Professionals like yourself are our esteemed mentors and inspiration and we so often soften the gratitude you so very well deserve for your presence in this forum and other sites on the web where you so freely share your wealth of knowledge to us all. One day I hope we can share the burden in educating the public and educational institutions to see through our eyes.

I am constantly awe struck by the amount of unknown masters that has come before us on sites like ARC. The wealth of knowledge and real artistic history that has been refused its place in historical accounts because our esteemed art critiques/art houses/sellers like Salons and places such as Christies etc continue to be allowed to manipulate the public with their unqualified consultations and courses in modern and leading edge investment art.
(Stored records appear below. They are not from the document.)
//! Ordered-set store: score-ordered unique members bound to one backend key.
//!
//! Members are identified by their encoded payload; the score travels beside
//! it. Ordering is ascending by score with ties broken by payload bytes,
//! which is also the order Redis reports, so transaction views and direct
//! reads agree.

use std::marker::PhantomData;
use std::sync::Arc;
use std::time::{Duration, SystemTime};

use kvtx_core::overlay::{
    beyond_highest, beyond_lowest, materialize_zset, rank_slice, rev_range_by_score,
};
use kvtx_core::{Result, ScoredData, ScoredMember, StoreError, StructureKind, TxState, ZSetOp};
use parking_lot::Mutex;

use crate::backend::{deadline_after, Backend, ConditionalWrite};
use crate::commit::{commit_guarded, TxInner};

fn decode_member<T: ScoredData>(member: &ScoredMember) -> Result<T> {
    let mut value = T::decode(&member.member)?;
    value.set_score(member.score);
    Ok(value)
}

fn decode_members<T: ScoredData>(members: &[ScoredMember]) -> Result<Vec<T>> {
    members.iter().map(decode_member::<T>).collect()
}

fn rank(n: usize) -> i64 {
    i64::try_from(n).unwrap_or(i64::MAX)
}

// ---------------------------------------------------------------------------
// SortedSetStore
// ---------------------------------------------------------------------------

/// Named sorted set whose direct calls are applied immediately.
pub struct SortedSetStore<T> {
    backend: Arc<dyn Backend>,
    key: String,
    _payload: PhantomData<fn() -> T>,
}

impl<T: ScoredData> SortedSetStore<T> {
    pub(crate) fn new(backend: Arc<dyn Backend>, key: impl Into<String>) -> Self {
        Self {
            backend,
            key: key.into(),
            _payload: PhantomData,
        }
    }

    #[must_use]
    pub fn name(&self) -> &str {
        &self.key
    }

    /// Inserts `element`, or moves it to its new score if already present.
    ///
    /// # Errors
    ///
    /// [`StoreError::Serialization`] if `element` does not encode, or the
    /// backend error.
    pub async fn add(&self, element: &T) -> Result<()> {
        let member = element.encode()?;
        self.backend.zadd(&self.key, &member, element.score()).await
    }

    /// Removes the member whose payload equals `element`'s. The score is
    /// ignored.
    ///
    /// # Errors
    ///
    /// [`StoreError::Serialization`] if `element` does not encode, or the
    /// backend error.
    pub async fn remove(&self, element: &T) -> Result<()> {
        let member = element.encode()?;
        self.backend.zrem(&self.key, &member).await
    }

    /// Members by inclusive rank, lowest score first. Negative ranks count
    /// from the end and out-of-range ranks are clamped.
    ///
    /// # Errors
    ///
    /// [`StoreError::Serialization`] if a payload does not decode, or the
    /// backend error.
    pub async fn range(&self, start: i64, stop: i64) -> Result<Vec<T>> {
        let members = self.backend.zrange_with_scores(&self.key, start, stop).await?;
        decode_members(&members)
    }

    /// Members with `min <= score <= max`, highest first, skipping `offset`
    /// and returning at most `count` (negative for all).
    ///
    /// # Errors
    ///
    /// [`StoreError::Serialization`] if a payload does not decode, or the
    /// backend error.
    pub async fn rev_range_by_score(
        &self,
        max: f64,
        min: f64,
        offset: i64,
        count: i64,
    ) -> Result<Vec<T>> {
        if count == 0 {
            return Ok(Vec::new());
        }
        let members = self
            .backend
            .zrev_range_by_score(&self.key, max, min, offset, count)
            .await?;
        decode_members(&members)
    }

    /// Keeps the `n` lowest-score members.
    ///
    /// # Errors
    ///
    /// Returns the backend error.
    pub async fn trim_to_top_n(&self, n: usize) -> Result<()> {
        self.backend.zrem_range_by_rank(&self.key, rank(n), -1).await
    }

    /// Keeps the `n` highest-score members.
    ///
    /// # Errors
    ///
    /// Returns the backend error.
    pub async fn rev_trim_to_top_n(&self, n: usize) -> Result<()> {
        let stop = rank(n).saturating_add(1).saturating_neg();
        self.backend.zrem_range_by_rank(&self.key, 0, stop).await
    }

    /// Number of members.
    ///
    /// # Errors
    ///
    /// Returns the backend error.
    pub async fn len(&self) -> Result<u64> {
        self.backend.zcard(&self.key).await
    }

    /// Schedules the whole sorted set for removal at `at`; `false` if it is
    /// empty. Member writes keep the deadline.
    ///
    /// # Errors
    ///
    /// Returns the backend error.
    pub async fn expire_at(&self, at: SystemTime) -> Result<bool> {
        self.backend.expire_at(&self.key, at).await
    }

    /// [`Self::expire_at`] `ttl` from now.
    ///
    /// # Errors
    ///
    /// [`StoreError::InvalidConfig`] if `ttl` overflows the clock, otherwise
    /// the backend error.
    pub async fn expire(&self, ttl: Duration) -> Result<bool> {
        self.expire_at(deadline_after(ttl)?).await
    }

    /// Opens a transaction over every member and its score.
    ///
    /// # Errors
    ///
    /// Returns the backend error if the snapshot cannot be read.
    pub async fn begin_tx(&self) -> Result<SortedSetTransaction<T>> {
        let snapshot = self.backend.zrange_with_scores(&self.key, 0, -1).await?;
        Ok(SortedSetTransaction {
            backend: Arc::clone(&self.backend),
            key: self.key.clone(),
            inner: Mutex::new(ZSetTxInner {
                state: TxState::Open,
                snapshot,
                log: Vec::new(),
            }),
            _payload: PhantomData,
        })
    }
}

// ---------------------------------------------------------------------------
// SortedSetTransaction
// ---------------------------------------------------------------------------

struct ZSetTxInner {
    state: TxState,
    snapshot: Vec<ScoredMember>,
    log: Vec<ZSetOp>,
}

impl TxInner for ZSetTxInner {
    fn state_mut(&mut self) -> &mut TxState {
        &mut self.state
    }
}

impl ZSetTxInner {
    fn view(&self) -> Vec<ScoredMember> {
        materialize_zset(&self.snapshot, &self.log)
    }

    fn remove_all(&mut self, doomed: &[ScoredMember]) {
        self.log
            .extend(doomed.iter().map(|m| ZSetOp::Remove(m.member.clone())));
    }
}

/// Buffered view over a [`SortedSetStore`].
///
/// Reads and trims operate on the snapshot with the log replayed over it.
/// Commit applies the log as one batch, only if no member or score changed
/// since begin.
pub struct SortedSetTransaction<T> {
    backend: Arc<dyn Backend>,
    key: String,
    inner: Mutex<ZSetTxInner>,
    _payload: PhantomData<fn() -> T>,
}

impl<T: ScoredData> SortedSetTransaction<T> {
    /// Buffers an insert or score update.
    ///
    /// # Errors
    ///
    /// [`StoreError::AlreadyFinished`] after commit or rollback,
    /// [`StoreError::Serialization`] if `element` does not encode.
    pub fn add(&self, element: &T) -> Result<()> {
        let mut inner = self.inner.lock();
        inner.state.ensure_open()?;
        let member = element.encode()?;
        inner
            .log
            .push(ZSetOp::Add(ScoredMember::new(member, element.score())));
        Ok(())
    }

    /// Buffers a removal.
    ///
    /// # Errors
    ///
    /// [`StoreError::AlreadyFinished`] after commit or rollback,
    /// [`StoreError::Serialization`] if `element` does not encode.
    pub fn remove(&self, element: &T) -> Result<()> {
        let mut inner = self.inner.lock();
        inner.state.ensure_open()?;
        let member = element.encode()?;
        inner.log.push(ZSetOp::Remove(member));
        Ok(())
    }

    /// Inclusive rank window over the buffered view.
    ///
    /// # Errors
    ///
    /// [`StoreError::AlreadyFinished`] after commit or rollback,
    /// [`StoreError::Serialization`] if a payload does not decode.
    pub fn range(&self, start: i64, stop: i64) -> Result<Vec<T>> {
        let inner = self.inner.lock();
        inner.state.ensure_open()?;
        let view = inner.view();
        decode_members(rank_slice(&view, start, stop))
    }

    /// Descending score window over the buffered view.
    ///
    /// # Errors
    ///
    /// [`StoreError::AlreadyFinished`] after commit or rollback,
    /// [`StoreError::Serialization`] if a payload does not decode.
    pub fn rev_range_by_score(
        &self,
        max: f64,
        min: f64,
        offset: i64,
        count: i64,
    ) -> Result<Vec<T>> {
        let inner = self.inner.lock();
        inner.state.ensure_open()?;
        let view = inner.view();
        decode_members(&rev_range_by_score(&view, max, min, offset, count))
    }

    /// Buffers removal of every member outside the `n` lowest scores.
    ///
    /// # Errors
    ///
    /// [`StoreError::AlreadyFinished`] after commit or rollback.
    pub fn trim_to_top_n(&self, n: usize) -> Result<()> {
        let mut inner = self.inner.lock();
        inner.state.ensure_open()?;
        let view = inner.view();
        inner.remove_all(beyond_lowest(&view, n));
        Ok(())
    }

    /// Buffers removal of every member outside the `n` highest scores.
    ///
    /// # Errors
    ///
    /// [`StoreError::AlreadyFinished`] after commit or rollback.
    pub fn rev_trim_to_top_n(&self, n: usize) -> Result<()> {
        let mut inner = self.inner.lock();
        inner.state.ensure_open()?;
        let view = inner.view();
        inner.remove_all(beyond_highest(&view, n));
        Ok(())
    }

    /// Number of members in the buffered view.
    ///
    /// # Errors
    ///
    /// [`StoreError::AlreadyFinished`] after commit or rollback.
    pub fn len(&self) -> Result<usize> {
        let inner = self.inner.lock();
        inner.state.ensure_open()?;
        Ok(inner.view().len())
    }

    /// Applies the log atomically if the set still equals the snapshot.
    ///
    /// # Errors
    ///
    /// - [`StoreError::AlreadyFinished`] if already committed or rolled back.
    /// - [`StoreError::Conflict`] if any member or score changed; nothing was
    ///   applied.
    /// - The backend error if the commit could not be sent.
    pub async fn commit(&self) -> Result<()> {
        let write = {
            let mut inner = self.inner.lock();
            inner.state.finish(TxState::Committed)?;
            if inner.log.is_empty() {
                return Ok(());
            }
            ConditionalWrite::SortedSet {
                expected: std::mem::take(&mut inner.snapshot),
                ops: std::mem::take(&mut inner.log),
            }
        };
        commit_guarded(
            self.backend.as_ref(),
            StructureKind::SortedSet,
            &self.key,
            &write,
            &self.inner,
        )
        .await
    }

    /// Discards the log.
    ///
    /// # Errors
    ///
    /// [`StoreError::AlreadyFinished`] if already committed or rolled back.
    pub fn rollback(&self) -> Result<()> {
        let mut inner = self.inner.lock();
        inner.state.finish(TxState::RolledBack)?;
        inner.log.clear();
        Ok(())
    }

    #[must_use]
    pub fn state(&self) -> TxState {
        self.inner.lock().state
    }

    #[must_use]
    pub fn is_finished(&self) -> bool {
        self.state().is_finished()
    }
}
I believe our earnest is certainly due more credence towards educating the public into real artistic skills and the push must come from the professionals with the students supporting in the shadows but increasingly growing in numbers. The lifetime of skills developed by our forefathers to produce their majestic artworks cannot be understood by a mere voice in one or two editorials or by winning a few prizes, the awareness must come from continual publicity and advertising with the tables turning only when the majority of art competitions actually cater for a traditional/classical section and our institutions actually teaching skillful art. Publicity can be manipulated to our advantage, if we speak frequently and loud enough.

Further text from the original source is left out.